### Instructions for the task
Report every line below that has the string "CatalogBuilder" in it.

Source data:
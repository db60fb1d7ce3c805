//! CSV catalog loader.
//!
//! # CSV format
//!
//! One row per restaurant:
//!
//! ```csv
//! restaurant_id,lat,lon
//! 1,52.2297,21.0122
//! 2,50.0647,19.9450
//! ```
//!
//! Coordinates are validated through `GeoPoint::new`, so a bad row fails the
//! whole load with `InvalidCoordinate` rather than being clamped or skipped.
//! Duplicate ids fail at build.

use std::io::Read;
use std::path::Path;

use serde::Deserialize;

use geodine_core::{GeoPoint, RestaurantId};

use crate::{CatalogBuilder, CatalogResult, RestaurantCatalog};

// ── CSV record ────────────────────────────────────────────────────────────────

#[derive(Deserialize)]
struct CatalogRecord {
    restaurant_id: u64,
    lat: f64,
    lon: f64,
}

// ── Public API ────────────────────────────────────────────────────────────────

/// Load a [`RestaurantCatalog`] from a CSV file.
pub fn load_catalog_csv(path: &Path) -> CatalogResult<RestaurantCatalog> {
    let file = std::fs::File::open(path)?;
    load_catalog_reader(file)
}

/// Like [`load_catalog_csv`] but accepts any `Read` source.
///
/// Useful for testing (pass a `std::io::Cursor`) or loading from network
/// streams.
pub fn load_catalog_reader<R: Read>(reader: R) -> CatalogResult<RestaurantCatalog> {
    let mut csv_reader = csv::Reader::from_reader(reader);
    let mut builder = CatalogBuilder::new();

    for result in csv_reader.deserialize::<CatalogRecord>() {
        let row = result.map_err(|e| crate::CatalogError::Parse(e.to_string()))?;
        let pos = GeoPoint::new(row.lat, row.lon)?;
        builder.add(RestaurantId(row.restaurant_id), pos);
    }

    builder.build()
}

### Finished task
use crate::{CatalogBuilder, CatalogResult, RestaurantCatalog};
    let mut builder = CatalogBuilder::new();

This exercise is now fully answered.